Social Design Max Borka über die Funktion von Design heute

Max Borka und Gabriele Kreuter-Lenz
Max Borka und Gabriele Kreuter-Lenz | © Goethe-Institut Italien

Für Max Borka, Gründer des Festivals State of Design Berlin, dreht sich Design heutzutage nicht mehr einfach um Tische und Stühle. Mit Gabriele Kreuter-Lenz, Direktorin des Goethe-Institut Italien, spricht er über die Funktionen von Design heute und wirft einen Blick in die Zukunft des 3D-Druckers.

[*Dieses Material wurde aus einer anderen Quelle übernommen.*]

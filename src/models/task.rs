// ============================================================================
// Structure : Task
// ============================================================================
// Tâche rémunérée proposée aux utilisateurs
// ============================================================================

use chrono::{DateTime, Utc};
use serde::{Deserialize, Serialize};

use crate::models::{amount_from_any, Record};

api_enum! {
    TaskStatus {
        Active => "active",
        Inactive => "inactive",
        Completed => "completed",
    }
}

/// Tâche
#[derive(Debug, Clone, PartialEq, Serialize, Deserialize)]
pub struct Task {
    pub id: i64,

    #[serde(default)]
    pub title: String,

    #[serde(default, deserialize_with = "amount_from_any")]
    pub reward: f64,

    #[serde(default)]
    pub status: TaskStatus,

    #[serde(default)]
    pub created_at: DateTime<Utc>,
}

impl Record for Task {
    fn id(&self) -> i64 {
        self.id
    }

    fn status_key(&self) -> &str {
        self.status.as_str()
    }

    fn created_at(&self) -> DateTime<Utc> {
        self.created_at
    }

    fn amount(&self) -> f64 {
        self.reward
    }

    fn text_fields(&self) -> Vec<&str> {
        vec![self.title.as_str()]
    }
}

/// Corps de la requête de création d'une tâche
#[derive(Debug, Clone, PartialEq, Serialize)]
pub struct NewTask {
    pub title: String,
    pub reward: f64,
}

impl NewTask {
    /// Parse une saisie "titre;récompense"
    pub fn parse(input: &str) -> Option<Self> {
        let (title, reward) = input.split_once(';')?;
        let title = title.trim();
        if title.is_empty() {
            return None;
        }
        Some(Self {
            title: title.to_string(),
            reward: reward.trim().parse().ok()?,
        })
    }
}

#[cfg(test)]
mod tests {
    use super::*;

    #[test]
    fn test_new_task_parse() {
        let task = NewTask::parse("Watch video ; 2.5").unwrap();
        assert_eq!(task.title, "Watch video");
        assert_eq!(task.reward, 2.5);
        assert!(NewTask::parse("no reward").is_none());
        assert!(NewTask::parse(" ;3").is_none());
    }
}
// ============================================================================
// Module : models
// ============================================================================
// DTOs renvoyés par l'API d'administration (users, transactions, retraits,
// KYC, paiements, plans, tâches, notifications, paramètres)
//
// CONCEPT : Validation à la frontière
// - L'API renvoie des champs parfois absents ou typés de façon lâche
// - Chaque champ optionnel a une valeur par défaut explicite
// - Un statut inconnu devient `Unknown` au lieu de faire échouer toute la liste
// ============================================================================

use chrono::{DateTime, Utc};
use serde::{Deserialize, Deserializer};

// ============================================================================
// Macro : api_enum!
// ============================================================================
// Les statuts et types sont des littéraux string côté API ("pending",
// "approved", ...). La macro génère l'enum, son parsing serde tolérant
// (`#[serde(other)]`), et les helpers as_str()/ALL utilisés par les filtres.
//
// Doit être définie AVANT les `pub mod` pour être visible dans les sous-modules.
// ============================================================================

macro_rules! api_enum {
    ($(#[$meta:meta])* $name:ident { $($variant:ident => $lit:literal),+ $(,)? }) => {
        $(#[$meta])*
        #[derive(Debug, Clone, Copy, PartialEq, Eq, Hash, ::serde::Serialize, ::serde::Deserialize)]
        pub enum $name {
            $(
                #[serde(rename = $lit)]
                $variant,
            )+
            /// Valeur non reconnue renvoyée par le serveur
            #[serde(rename = "unknown")]
            #[serde(other)]
            Unknown,
        }

        impl $name {
            /// Toutes les valeurs connues (ordre d'affichage des filtres)
            pub const ALL: &'static [$name] = &[$($name::$variant),+];

            /// Littéral tel qu'envoyé par l'API
            pub fn as_str(&self) -> &'static str {
                match self {
                    $($name::$variant => $lit,)+
                    $name::Unknown => "unknown",
                }
            }

            /// Littéraux connus, pour cycler les filtres dans l'UI
            pub fn keys() -> Vec<&'static str> {
                Self::ALL.iter().map(|v| v.as_str()).collect()
            }
        }

        impl Default for $name {
            fn default() -> Self {
                $name::Unknown
            }
        }

        impl std::fmt::Display for $name {
            fn fmt(&self, f: &mut std::fmt::Formatter<'_>) -> std::fmt::Result {
                f.write_str(self.as_str())
            }
        }
    };
}

pub mod user;
pub mod transaction;
pub mod withdrawal;
pub mod kyc;
pub mod payment;
pub mod plan;
pub mod task;
pub mod notification;
pub mod setting;
pub mod stats;

pub use user::{User, UserStatus};
pub use transaction::{Transaction, TransactionKind, TransactionStatus};
pub use withdrawal::{Withdrawal, WithdrawalStatus};
pub use kyc::{KycDocument, KycStatus};
pub use payment::{Payment, PaymentStatus};
pub use plan::{NewPlan, Plan, PlanStatus};
pub use task::{NewTask, Task, TaskStatus};
pub use notification::{NewNotification, Notification, ReadState};
pub use setting::Setting;
pub use stats::DashboardStats;

// ============================================================================
// Trait : Record
// ============================================================================
// CONCEPT RUST : Trait comme "vue" commune sur des types différents
// - Les filtres et agrégations sont écrits une seule fois, génériquement
// - Chaque DTO expose son id, ses clés d'enum et ses champs texte
// ============================================================================

/// Vue commune de toutes les entités listables
pub trait Record {
    /// Identifiant numérique (unique dans une liste)
    fn id(&self) -> i64;

    /// Clé de statut ("pending", "approved", ...), vide si l'entité n'en a pas
    fn status_key(&self) -> &str;

    /// Clé de type ("deposit", "withdrawal", ...) pour les entités typées
    fn kind_key(&self) -> Option<&str> {
        None
    }

    /// Date de création (UTC)
    fn created_at(&self) -> DateTime<Utc>;

    /// Montant associé, 0 pour les entités sans montant
    fn amount(&self) -> f64 {
        0.0
    }

    /// Champs texte parcourus par la recherche (l'id est ajouté par le filtre)
    fn text_fields(&self) -> Vec<&str>;
}

// ============================================================================
// Helpers serde
// ============================================================================

/// Désérialise un montant envoyé en nombre, en string ("100.50") ou null
///
/// Une string non numérique donne 0 plutôt qu'une erreur : un montant
/// illisible ne doit pas empêcher l'affichage du reste de la liste.
pub(crate) fn amount_from_any<'de, D>(deserializer: D) -> Result<f64, D::Error>
where
    D: Deserializer<'de>,
{
    let value = serde_json::Value::deserialize(deserializer)?;
    Ok(match value {
        serde_json::Value::Number(n) => n.as_f64().unwrap_or(0.0),
        serde_json::Value::String(s) => s.trim().parse().unwrap_or(0.0),
        _ => 0.0,
    })
}

/// Désérialise un booléen envoyé en bool, en entier (0/1) ou en string
pub(crate) fn bool_from_any<'de, D>(deserializer: D) -> Result<bool, D::Error>
where
    D: Deserializer<'de>,
{
    let value = serde_json::Value::deserialize(deserializer)?;
    Ok(match value {
        serde_json::Value::Bool(b) => b,
        serde_json::Value::Number(n) => n.as_i64().map(|v| v != 0).unwrap_or(false),
        serde_json::Value::String(s) => matches!(s.as_str(), "1" | "true" | "yes"),
        _ => false,
    })
}

/// Réponse de liste : tableau nu ou enveloppe `{"data": [...]}`
///
/// CONCEPT SERDE : #[serde(untagged)]
/// - Serde essaie chaque variant dans l'ordre
/// - Le premier qui matche gagne
#[derive(Debug, Deserialize)]
#[serde(untagged)]
pub enum ListEnvelope<T> {
    Wrapped { data: Vec<T> },
    Bare(Vec<T>),
}

impl<T> ListEnvelope<T> {
    pub fn into_items(self) -> Vec<T> {
        match self {
            ListEnvelope::Wrapped { data } => data,
            ListEnvelope::Bare(items) => items,
        }
    }
}

/// Réponse portant une seule entité : nue ou `{"data": {...}}`
#[derive(Debug, Deserialize)]
#[serde(untagged)]
pub enum ItemEnvelope<T> {
    Wrapped { data: T },
    Bare(T),
}

impl<T> ItemEnvelope<T> {
    pub fn into_item(self) -> T {
        match self {
            ItemEnvelope::Wrapped { data } => data,
            ItemEnvelope::Bare(item) => item,
        }
    }
}

// ============================================================================
// Tests unitaires
// ============================================================================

Der belgische Designtheoretiker und Wahlberliner Max Borka lehrt nicht nur Design Theory an der Fachhochschule Potsdam, sondern ist auch Gründer und Direktor des Designfestivals State of Design Berlin. Bei beiden Tätigkeiten setzt er sich mit Design und Designern der nächsten Generation auseinander, denn durch sie möchte er zu einer nachhaltigen Veränderung bewirken, die er als dringend notwendig ansieht.
 

 

Mittel zum Leben

Max Borkas Vorstellungen von Design sind ziemlich deutlich und lassen sich in wenigen Worten zusammenfassen. Design sollte vor allem leicht zugänglich sein und nicht unnötig verkompliziert werden. „In meine Definition spielen eigentlich nur 3 Wörter rein: tools for living, also Mittel zum Leben.“ Social Design stellt den Menschen in den Mittelpunkt und muss ihm nahestehen. Alltag und alltägliche Prozesse, etwa wie man am schnellsten von A nach B kommt, sind mittlerweile bedeutender in der Entwurfsfindung von Designern. „Es geht eben nicht mehr um ganz luxuriöse und schicke Möbel.“
Mit Kunst hat Design für ihn nichts zu tun. „Es geht hier immer noch um Tools, es geht nicht um Kunst.“ Max Borka zieht eine klare Linie zwischen den beiden Kreativbranchen, denn im Gegensatz zum Designer hat der Künstler es um einiges einfacher. „Er muss keine Lösung anbieten. Wenn der Künstler einen Stuhl machen soll, ist er nicht zum Sitzen da. Wenn jemand sich doch auf diesen Stuhl setzt, ist das auf eigenes Risiko.“ Die Funktionalität und der Zweck sind es, die hier den entscheidenden Unterschied machen.
 

Ein Blick in die Zukunft

Doch wie wird es in ein paar Jahren und Jahrzehnten aussehen? Inwieweit werden innovative Entwicklungen Design beeinflussen? Wird durch den 3D-Drucker bald jeder zum Designer?
In Theorie oder wie Max Borka sich ausdrückt in Utopie, würde die „total andere und neue Produktionsart“ zwar jedem ermöglichen, seine eigenen Objekte wie Stühle, Spielzeuge oder auch Autos herzustellen, aber in der Realität sind die Fortschritte des digitalen Fabrikators noch nicht ausreichend. „Der Mensch wartet darauf.“ Wann der Durchbruch kommen wird, ist allerdings schwer zu sagen. Ein praktisches Beispiel dafür, wie rasant technische Entwicklungen die Welt revolutionieren können, ist das Smartphone. Als 1983 das erste Mobiltelefon auf den Markt kam, konnte sich wahrscheinlich niemand vorstellen, dass es mal zu etwas anderem als zum Telefonieren benutzt werden würde - ganz abgesehen davon, dass das World Wide Web noch gar nicht erfunden war. In etwas mehr als 30 Jahren ist das Handy smart geworden und hat sich zu einer „Dose mit hunderten Funktionen, die darin gruppiert sind“ entwickelt, die kaum noch aus dem Alltag wegzudenken ist. Ähnlich rasante Entwicklungen kann sich Max Borka auch beim 3D-Druck vorstellen. „3D ist noch in einer Pionierphase, aber das kann sich unglaublich schnell weiterentwickeln.“ Die Grundvoraussetzungen dazu sind in der heutigen Welt zumindest gegeben.
„Es gibt unendlich viele Möglichkeiten“, findet Max, „wir leben in ziemlich guten Zeiten“. Die Entwicklungen im Design und des 3D-Druckers gilt es also weiterhin mit Spannung zu verfolgen - und junge Designer können durch ihre Visionen aktiv dazu beitragen.